◆ **Provided data**:
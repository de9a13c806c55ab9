//! `sapwood.toml` loading
//!
//! Every field has a default, so a missing file means default settings.
//! CLI flags are applied on top by the commands.

use anyhow::{Context, Result, bail};
use sapwood_ai::{OrchestratorConfig, PromptLimits, ProviderConfig, RetryPolicy};
use sapwood_core::CacheOptions;
use sapwood_core::cache::persist;
use sapwood_indexer::IndexOptions;
use serde::{Deserialize, Serialize};
use std::path::{Path, PathBuf};
use std::time::Duration;

pub const CONFIG_FILE: &str = "sapwood.toml";

#[derive(Debug, Clone, Default, PartialEq, Serialize, Deserialize)]
#[serde(default)]
pub struct SapwoodConfig {
    pub cache: CacheSection,
    pub inference: InferenceSection,
    pub aggregation: AggregationSection,
    pub index: IndexOptions,
    pub output: OutputSection,
}

#[derive(Debug, Clone, PartialEq, Serialize, Deserialize)]
#[serde(default)]
pub struct CacheSection {
    pub enabled: bool,
    /// Defaults to `.sapwood/cache` under the repository root.
    pub dir: Option<PathBuf>,
    /// Entries older than this are regenerated. Unset means never.
    pub ttl_hours: Option<u64>,
}

impl Default for CacheSection {
    fn default() -> Self {
        CacheSection {
            enabled: true,
            dir: None,
            ttl_hours: None,
        }
    }
}

#[derive(Debug, Clone, PartialEq, Serialize, Deserialize)]
#[serde(default)]
pub struct InferenceSection {
    pub provider: String,
    pub model: Option<String>,
    pub api_key_env: Option<String>,
    pub base_url: Option<String>,
    pub temperature: f32,
    pub max_tokens: u32,
    pub max_concurrent_calls: usize,
    pub timeout_secs: u64,
    pub max_attempts: u32,
    pub backoff_ms: u64,
    /// Total tokens a run may spend. Unset means unlimited.
    pub token_budget: Option<u64>,
}

impl Default for InferenceSection {
    fn default() -> Self {
        InferenceSection {
            provider: "local".to_string(),
            model: None,
            api_key_env: None,
            base_url: None,
            temperature: 0.2,
            max_tokens: 600,
            max_concurrent_calls: 8,
            timeout_secs: 60,
            max_attempts: 3,
            backoff_ms: 500,
            token_budget: None,
        }
    }
}

#[derive(Debug, Clone, PartialEq, Serialize, Deserialize)]
#[serde(default)]
pub struct AggregationSection {
    pub min_module_entities: usize,
    pub architecture: bool,
}

impl Default for AggregationSection {
    fn default() -> Self {
        AggregationSection {
            min_module_entities: 2,
            architecture: true,
        }
    }
}

#[derive(Debug, Clone, PartialEq, Serialize, Deserialize)]
#[serde(default)]
pub struct OutputSection {
    /// Relative paths are taken from the repository root.
    pub dir: PathBuf,
}

impl Default for OutputSection {
    fn default() -> Self {
        OutputSection {
            dir: PathBuf::from(persist::WORK_DIR).join("output"),
        }
    }
}

impl SapwoodConfig {
    /// Load `explicit`, or `sapwood.toml` under `root` when present.
    /// Returns the config and the file it came from.
    pub fn load(root: &Path, explicit: Option<&Path>) -> Result<(Self, Option<PathBuf>)> {
        let path = match explicit {
            Some(path) => path.to_path_buf(),
            None => {
                let default = root.join(CONFIG_FILE);
                if !default.exists() {
                    tracing::debug!("No {} found, using defaults", CONFIG_FILE);
                    return Ok((Self::default(), None));
                }
                default
            }
        };
        let contents =
            std::fs::read_to_string(&path).with_context(|| format!("Failed to read config at {}", path.display()))?;
        let config = Self::parse(&contents).with_context(|| format!("Invalid config at {}", path.display()))?;
        Ok((config, Some(path)))
    }

    /// Parse configuration from TOML string
    pub fn parse(contents: &str) -> Result<Self> {
        let config: SapwoodConfig = toml::from_str(contents).context("Failed to parse config")?;
        config.validate()?;
        Ok(config)
    }

    pub fn validate(&self) -> Result<()> {
        if self.inference.max_concurrent_calls == 0 {
            bail!("inference.max_concurrent_calls must be at least 1");
        }
        if self.inference.max_attempts == 0 {
            bail!("inference.max_attempts must be at least 1");
        }
        if self.inference.timeout_secs == 0 {
            bail!("inference.timeout_secs must be at least 1");
        }
        Ok(())
    }

    pub fn cache_dir(&self, root: &Path) -> PathBuf {
        match &self.cache.dir {
            Some(dir) if dir.is_absolute() => dir.clone(),
            Some(dir) => root.join(dir),
            None => persist::cache_dir(root),
        }
    }

    pub fn output_dir(&self, root: &Path) -> PathBuf {
        if self.output.dir.is_absolute() {
            self.output.dir.clone()
        } else {
            root.join(&self.output.dir)
        }
    }

    /// Cache options bound to the model that will produce new entries.
    pub fn cache_options(&self, model_identity: Option<String>) -> CacheOptions {
        CacheOptions {
            ttl: self
                .cache
                .ttl_hours
                .and_then(|h| i64::try_from(h).ok())
                .and_then(chrono::Duration::try_hours),
            model_identity,
        }
    }

    pub fn provider_config(&self) -> ProviderConfig {
        let inference = &self.inference;
        ProviderConfig {
            provider: inference.provider.clone(),
            model: inference.model.clone(),
            api_key: None,
            api_key_env: inference.api_key_env.clone(),
            base_url: inference.base_url.clone(),
            temperature: inference.temperature,
            max_tokens: inference.max_tokens,
            request_timeout: Duration::from_secs(inference.timeout_secs.saturating_mul(2)),
        }
    }

    pub fn orchestrator_config(&self) -> OrchestratorConfig {
        let inference = &self.inference;
        let initial_backoff = Duration::from_millis(inference.backoff_ms);
        OrchestratorConfig {
            max_concurrent_calls: inference.max_concurrent_calls,
            retry: RetryPolicy {
                max_attempts: inference.max_attempts,
                initial_backoff,
                max_backoff: initial_backoff.saturating_mul(16),
                call_timeout: Duration::from_secs(inference.timeout_secs),
            },
            limits: PromptLimits::default(),
            min_module_entities: self.aggregation.min_module_entities,
            architecture: self.aggregation.architecture,
        }
    }
}

/// Load `.env` from the repository root, then the working directory.
pub fn load_dotenv(root: &Path) {
    let candidates = [root.join(".env"), PathBuf::from(".env")];
    for path in candidates.iter().filter(|p| p.exists()) {
        match dotenvy::from_path(path) {
            Ok(()) => tracing::debug!("Loaded {}", path.display()),
            Err(e) => tracing::warn!("Failed to load {}: {}", path.display(), e),
        }
    }
}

◆ **Action item**: Each entry above is to be repeated exactly as it appears.

◆ **Task output**:
repository de9a13c806c55ab9
//! `sapwood.toml` loading
//!
//! Every field has a default, so a missing file means default settings.
//! CLI flags are applied on top by the commands.

use anyhow::{Context, Result, bail};
use sapwood_ai::{OrchestratorConfig, PromptLimits, ProviderConfig, RetryPolicy};
use sapwood_core::CacheOptions;
use sapwood_core::cache::persist;
use sapwood_indexer::IndexOptions;
use serde::{Deserialize, Serialize};
use std::path::{Path, PathBuf};
use std::time::Duration;

pub const CONFIG_FILE: &str = "sapwood.toml";

#[derive(Debug, Clone, Default, PartialEq, Serialize, Deserialize)]
#[serde(default)]
pub struct SapwoodConfig {
    pub cache: CacheSection,
    pub inference: InferenceSection,
    pub aggregation: AggregationSection,
    pub index: IndexOptions,
    pub output: OutputSection,
}

#[derive(Debug, Clone, PartialEq, Serialize, Deserialize)]
#[serde(default)]
pub struct CacheSection {
    pub enabled: bool,
    /// Defaults to `.sapwood/cache` under the repository root.
    pub dir: Option<PathBuf>,
    /// Entries older than this are regenerated. Unset means never.
    pub ttl_hours: Option<u64>,
}

impl Default for CacheSection {
    fn default() -> Self {
        CacheSection {
            enabled: true,
            dir: None,
            ttl_hours: None,
        }
    }
}

#[derive(Debug, Clone, PartialEq, Serialize, Deserialize)]
#[serde(default)]
pub struct InferenceSection {
    pub provider: String,
    pub model: Option<String>,
    pub api_key_env: Option<String>,
    pub base_url: Option<String>,
    pub temperature: f32,
    pub max_tokens: u32,
    pub max_concurrent_calls: usize,
    pub timeout_secs: u64,
    pub max_attempts: u32,
    pub backoff_ms: u64,
    /// Total tokens a run may spend. Unset means unlimited.
    pub token_budget: Option<u64>,
}

impl Default for InferenceSection {
    fn default() -> Self {
        InferenceSection {
            provider: "local".to_string(),
            model: None,
            api_key_env: None,
            base_url: None,
            temperature: 0.2,
            max_tokens: 600,
            max_concurrent_calls: 8,
            timeout_secs: 60,
            max_attempts: 3,
            backoff_ms: 500,
            token_budget: None,
        }
    }
}

#[derive(Debug, Clone, PartialEq, Serialize, Deserialize)]
#[serde(default)]
pub struct AggregationSection {
    pub min_module_entities: usize,
    pub architecture: bool,
}

impl Default for AggregationSection {
    fn default() -> Self {
        AggregationSection {
            min_module_entities: 2,
            architecture: true,
        }
    }
}

#[derive(Debug, Clone, PartialEq, Serialize, Deserialize)]
#[serde(default)]
pub struct OutputSection {
    /// Relative paths are taken from the repository root.
    pub dir: PathBuf,
}

impl Default for OutputSection {
    fn default() -> Self {
        OutputSection {
            dir: PathBuf::from(persist::WORK_DIR).join("output"),
        }
    }
}

impl SapwoodConfig {
    /// Load `explicit`, or `sapwood.toml` under `root` when present.
    /// Returns the config and the file it came from.
    pub fn load(root: &Path, explicit: Option<&Path>) -> Result<(Self, Option<PathBuf>)> {
        let path = match explicit {
            Some(path) => path.to_path_buf(),
            None => {
                let default = root.join(CONFIG_FILE);
                if !default.exists() {
                    tracing::debug!("No {} found, using defaults", CONFIG_FILE);
                    return Ok((Self::default(), None));
                }
                default
            }
        };
        let contents =
            std::fs::read_to_string(&path).with_context(|| format!("Failed to read config at {}", path.display()))?;
        let config = Self::parse(&contents).with_context(|| format!("Invalid config at {}", path.display()))?;
        Ok((config, Some(path)))
    }

    /// Parse configuration from TOML string
    pub fn parse(contents: &str) -> Result<Self> {
        let config: SapwoodConfig = toml::from_str(contents).context("Failed to parse config")?;
        config.validate()?;
        Ok(config)
    }

    pub fn validate(&self) -> Result<()> {
        if self.inference.max_concurrent_calls == 0 {
            bail!("inference.max_concurrent_calls must be at least 1");
        }
        if self.inference.max_attempts == 0 {
            bail!("inference.max_attempts must be at least 1");
        }
        if self.inference.timeout_secs == 0 {
            bail!("inference.timeout_secs must be at least 1");
        }
        Ok(())
    }

    pub fn cache_dir(&self, root: &Path) -> PathBuf {
        match &self.cache.dir {
            Some(dir) if dir.is_absolute() => dir.clone(),
            Some(dir) => root.join(dir),
            None => persist::cache_dir(root),
        }
    }

    pub fn output_dir(&self, root: &Path) -> PathBuf {
        if self.output.dir.is_absolute() {
            self.output.dir.clone()
        } else {
            root.join(&self.output.dir)
        }
    }

    /// Cache options bound to the model that will produce new entries.
    pub fn cache_options(&self, model_identity: Option<String>) -> CacheOptions {
        CacheOptions {
            ttl: self
                .cache
                .ttl_hours
                .and_then(|h| i64::try_from(h).ok())
                .and_then(chrono::Duration::try_hours),
            model_identity,
        }
    }

    pub fn provider_config(&self) -> ProviderConfig {
        let inference = &self.inference;
        ProviderConfig {
            provider: inference.provider.clone(),
            model: inference.model.clone(),
            api_key: None,
            api_key_env: inference.api_key_env.clone(),
            base_url: inference.base_url.clone(),
            temperature: inference.temperature,
            max_tokens: inference.max_tokens,
            request_timeout: Duration::from_secs(inference.timeout_secs.saturating_mul(2)),
        }
    }

    pub fn orchestrator_config(&self) -> OrchestratorConfig {
        let inference = &self.inference;
        let initial_backoff = Duration::from_millis(inference.backoff_ms);
        OrchestratorConfig {
            max_concurrent_calls: inference.max_concurrent_calls,
            retry: RetryPolicy {
                max_attempts: inference.max_attempts,
                initial_backoff,
                max_backoff: initial_backoff.saturating_mul(16),
                call_timeout: Duration::from_secs(inference.timeout_secs),
            },
            limits: PromptLimits::default(),
            min_module_entities: self.aggregation.min_module_entities,
            architecture: self.aggregation.architecture,
        }
    }
}

/// Load `.env` from the repository root, then the working directory.
pub fn load_dotenv(root: &Path) {
    let candidates = [root.join(".env"), PathBuf::from(".env")];
    for path in candidates.iter().filter(|p| p.exists()) {
        match dotenvy::from_path(path) {
            Ok(()) => tracing::debug!("Loaded {}", path.display()),
            Err(e) => tracing::warn!("Failed to load {}: {}", path.display(), e),
        }
    }
}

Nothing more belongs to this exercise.